Кроме того, сбросившая узду Марина получила возможность чуточку лучше узнать Зою Пич.
Несмотря на настойчивые приглашения по телефону, Зоя больше не приходила к ней домой, боясь столкнуться с Франсуа. Вместо этого они встречались в каком-нибудь уютном кафе за изысканным ленчем с непременным бокалом ледяного белого вина и говорили о жизни и любви. И снах.
Так что, как говорится, куда ни кинь, всюду клин. Марина успешно наверстывала упущенное. Однако она боялась, что не слишком сумела помочь Зое. Хуже того, Зое взбрело в голову приковать себя наручниками к некоему белобрысому громиле, который стер бы это хрупкое создание в порошок, вздумай он лишний раз повернуться в постели.
Но летняя идиллия подошла к концу, и чем холоднее и влажнее становилось на улице, тем быстрее иссякали Маринины сбережения.
В то утро, нажимая на кнопку приемника, она подумала, что ее чудесная свобода оказалась короткой и что надо серьезно поразмыслить, чем зарабатывать себе на хлеб насущный,
Тут радио хрюкнуло и само собой настроилось на волну.
— …на каждом этапе развития науки существовали факты, которые нельзя было объяснить с точки зрения господствовавших тогда теорий…

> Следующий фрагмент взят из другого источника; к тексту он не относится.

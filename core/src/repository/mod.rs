//! Repository traits and record types.
//!
//! Every repository is safe for concurrent use and every operation appears
//! atomic with respect to other operations on the same repository. Reads
//! return owned copies: mutating a returned value never affects storage.
//!
//! | Repository | Trait |
//! |---|---|
//! | Keyed record store | [`RecordStore`] |
//! | Cache | [`CacheStore`] |
//! | Append log (deliveries) | [`DeliveryLog`] |
//! | Outbox | [`Outbox`] |
//! | Event dedup | [`EventDedup`] |
//! | Idempotency | [`IdempotencyStore`] |

mod cache;
mod dedup;
mod delivery;
mod idempotency;
mod outbox;

pub use cache::{CacheEntry, CacheMetrics, CacheStore};
pub use dedup::{DedupRecord, EventDedup};
pub use delivery::{DEFAULT_LIST_LIMIT, DeliveryLog, DeliveryRecord, MAX_LIST_LIMIT, normalize_limit};
pub use idempotency::{IdempotencyRecord, IdempotencyStore};
pub use outbox::{Outbox, OutboxRecord};

use async_trait::async_trait;
use thiserror::Error;

/// Errors returned by repositories.
#[derive(Error, Debug, Clone, PartialEq, Eq)]
pub enum RepositoryError {
    /// The record already exists.
    #[error("conflict: {0}")]
    Conflict(String),

    /// The record does not exist.
    #[error("not found: {0}")]
    NotFound(String),

    /// The backend failed.
    #[error("repository failure: {0}")]
    Internal(String),
}

/// A record held by a [`RecordStore`].
pub trait Record: Clone + Send + Sync + 'static {
    /// Key used for deterministic listing order.
    type SortKey: Ord;

    /// Unique id.
    fn record_id(&self) -> &str;

    /// Listing sort key. Ties are broken by id.
    fn sort_key(&self) -> Self::SortKey;
}

/// Keyed record store: create, upsert, get, list, delete.
#[async_trait]
pub trait RecordStore<T: Record>: Send + Sync {
    /// Insert a new record.
    ///
    /// # Errors
    ///
    /// [`RepositoryError::Conflict`] if a record with the same id exists.
    async fn create(&self, record: T) -> Result<T, RepositoryError>;

    /// Insert or replace a record.
    ///
    /// # Errors
    ///
    /// Backend failures only.
    async fn upsert(&self, record: T) -> Result<T, RepositoryError>;

    /// Fetch a record by id.
    ///
    /// # Errors
    ///
    /// [`RepositoryError::NotFound`] if absent.
    async fn get(&self, id: &str) -> Result<T, RepositoryError>;

    /// All records ordered by [`Record::sort_key`], then id.
    ///
    /// # Errors
    ///
    /// Backend failures only.
    async fn list(&self) -> Result<Vec<T>, RepositoryError>;

    /// Remove a record and return it.
    ///
    /// # Errors
    ///
    /// [`RepositoryError::NotFound`] if absent.
    async fn delete(&self, id: &str) -> Result<T, RepositoryError>;
}
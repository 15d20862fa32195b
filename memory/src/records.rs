use async_trait::async_trait;
use service_spine_core::repository::{Record, RecordStore, RepositoryError};
use std::collections::HashMap;
use std::sync::Arc;
use tokio::sync::Mutex;

/// Keyed record store backed by a `HashMap`.
///
/// Cloning the store shares the underlying map.
#[derive(Debug)]
pub struct InMemoryRecordStore<T> {
    kind: &'static str,
    records: Arc<Mutex<HashMap<String, T>>>,
}

impl<T> Clone for InMemoryRecordStore<T> {
    fn clone(&self) -> Self {
        Self {
            kind: self.kind,
            records: Arc::clone(&self.records),
        }
    }
}

impl<T> InMemoryRecordStore<T> {
    /// Create an empty store. `kind` names the record type in error messages.
    #[must_use]
    pub fn new(kind: &'static str) -> Self {
        Self {
            kind,
            records: Arc::new(Mutex::new(HashMap::new())),
        }
    }

    /// Number of stored records.
    pub async fn len(&self) -> usize {
        self.records.lock().await.len()
    }

    /// Whether the store is empty.
    pub async fn is_empty(&self) -> bool {
        self.records.lock().await.is_empty()
    }

    fn missing(&self, id: &str) -> RepositoryError {
        RepositoryError::NotFound(format!("{} {id}", self.kind))
    }
}

#[async_trait]
impl<T: Record> RecordStore<T> for InMemoryRecordStore<T> {
    async fn create(&self, record: T) -> Result<T, RepositoryError> {
        let mut records = self.records.lock().await;
        let id = record.record_id().to_string();
        if records.contains_key(&id) {
            return Err(RepositoryError::Conflict(format!("{} {id} already exists", self.kind)));
        }
        records.insert(id, record.clone());
        Ok(record)
    }

    async fn upsert(&self, record: T) -> Result<T, RepositoryError> {
        self.records
            .lock()
            .await
            .insert(record.record_id().to_string(), record.clone());
        Ok(record)
    }

    async fn get(&self, id: &str) -> Result<T, RepositoryError> {
        let found = self.records.lock().await.get(id).cloned();
        found.ok_or_else(|| self.missing(id))
    }

    async fn list(&self) -> Result<Vec<T>, RepositoryError> {
        let mut records: Vec<T> = self.records.lock().await.values().cloned().collect();
        records.sort_by(|left, right| {
            left.sort_key()
                .cmp(&right.sort_key())
                .then_with(|| left.record_id().cmp(right.record_id()))
        });
        Ok(records)
    }

    async fn delete(&self, id: &str) -> Result<T, RepositoryError> {
        let removed = self.records.lock().await.remove(id);
        removed.ok_or_else(|| self.missing(id))
    }
}

#[cfg(test)]
#[allow(clippy::unwrap_used, clippy::expect_used)]
mod tests {
    use super::*;

    #[derive(Debug, Clone, PartialEq)]
    struct Plan {
        id: String,
        rank: u32,
        steps: Vec<String>,
    }

    impl Record for Plan {
        type SortKey = u32;

        fn record_id(&self) -> &str {
            &self.id
        }

        fn sort_key(&self) -> u32 {
            self.rank
        }
    }

    fn plan(id: &str, rank: u32) -> Plan {
        Plan {
            id: id.into(),
            rank,
            steps: vec!["copy".into()],
        }
    }

    #[tokio::test]
    async fn test_create_conflicts_on_existing_id() {
        let store = InMemoryRecordStore::new("plan");
        store.create(plan("p1", 1)).await.unwrap();

        let err = store.create(plan("p1", 2)).await.unwrap_err();
        assert!(matches!(err, RepositoryError::Conflict(_)));
        assert_eq!(store.get("p1").await.unwrap().rank, 1);
    }

    #[tokio::test]
    async fn test_get_missing_is_not_found() {
        let store: InMemoryRecordStore<Plan> = InMemoryRecordStore::new("plan");
        let err = store.get("nope").await.unwrap_err();
        assert_eq!(err, RepositoryError::NotFound("plan nope".into()));
    }

    #[tokio::test]
    async fn test_upsert_replaces() {
        let store = InMemoryRecordStore::new("plan");
        store.create(plan("p1", 1)).await.unwrap();
        store.upsert(plan("p1", 9)).await.unwrap();
        assert_eq!(store.get("p1").await.unwrap().rank, 9);
        assert_eq!(store.len().await, 1);
    }

    #[tokio::test]
    async fn test_list_is_sorted_with_id_tiebreak() {
        let store = InMemoryRecordStore::new("plan");
        for (id, rank) in [("c", 2), ("b", 1), ("a", 2)] {
            store.create(plan(id, rank)).await.unwrap();
        }
        let ids: Vec<String> = store.list().await.unwrap().into_iter().map(|p| p.id).collect();
        assert_eq!(ids, ["b", "a", "c"]);
    }

    #[tokio::test]
    async fn test_delete() {
        let store = InMemoryRecordStore::new("plan");
        store.create(plan("p1", 1)).await.unwrap();
        assert_eq!(store.delete("p1").await.unwrap().id, "p1");
        assert!(store.is_empty().await);
        assert!(matches!(
            store.delete("p1").await.unwrap_err(),
            RepositoryError::NotFound(_)
        ));
    }

    #[tokio::test]
    async fn test_returned_records_are_copies() {
        let store = InMemoryRecordStore::new("plan");
        store.create(plan("p1", 1)).await.unwrap();

        let mut listed = store.list().await.unwrap();
        listed[0].steps.push("tampered".into());
        listed.clear();

        let mut fetched = store.get("p1").await.unwrap();
        fetched.steps.clear();

        assert_eq!(store.get("p1").await.unwrap().steps, vec!["copy".to_string()]);
    }
}
//! Endpoints every host serves.

pub mod health;
pub mod metrics;

pub use health::{health, healthz, readyz};
pub use metrics::metrics;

У Марины отвисла челюсть. Но виной тому была не тема передачи, а голос говорившего. Знакомый голос. Голос из прошлого. Суховатый и глотавший буквы.
— Профессор Пенроуз, не приведете ли конкретные примеры из вашей новой книги, посвященной сверхчувственному восприятию? — вмешался остолоп, бравший у него интервью.
Раздался суховатый смешок.
— Спасибо. Я рад, что мои скромные исследования смогли вызвать общественный интерес.
Марина фыркнула. Она помнила профессора Пенроуза молодым человеком — умным, саркастичным и ужасно заносчивым.
— Так оно и есть, — не моргнув глазом, ответил ведущий. — Профессор, не могли бы вы объяснить слушателям, что такое сверхчувственное восприятие?
— Говоря упрощенно, это способность некоторых живых существ получать доступ к информации без помощи пяти обычных человеческих чувств.
— К которым, как я помню, относятся зрение, слух, осязание, вкус и обоняние, — быстро вставил собеседник.
— Спасибо за подсказку. Так вот, эта информация замечательна тем, что не проходит по данным чувственным каналам или проходит по ним не так, как мы привыкли видеть в обыденной жизни. Это дает основания для предположения о наличии неизвестного шестого чувства. Дополнительного. По-латыни — «экстрасенс».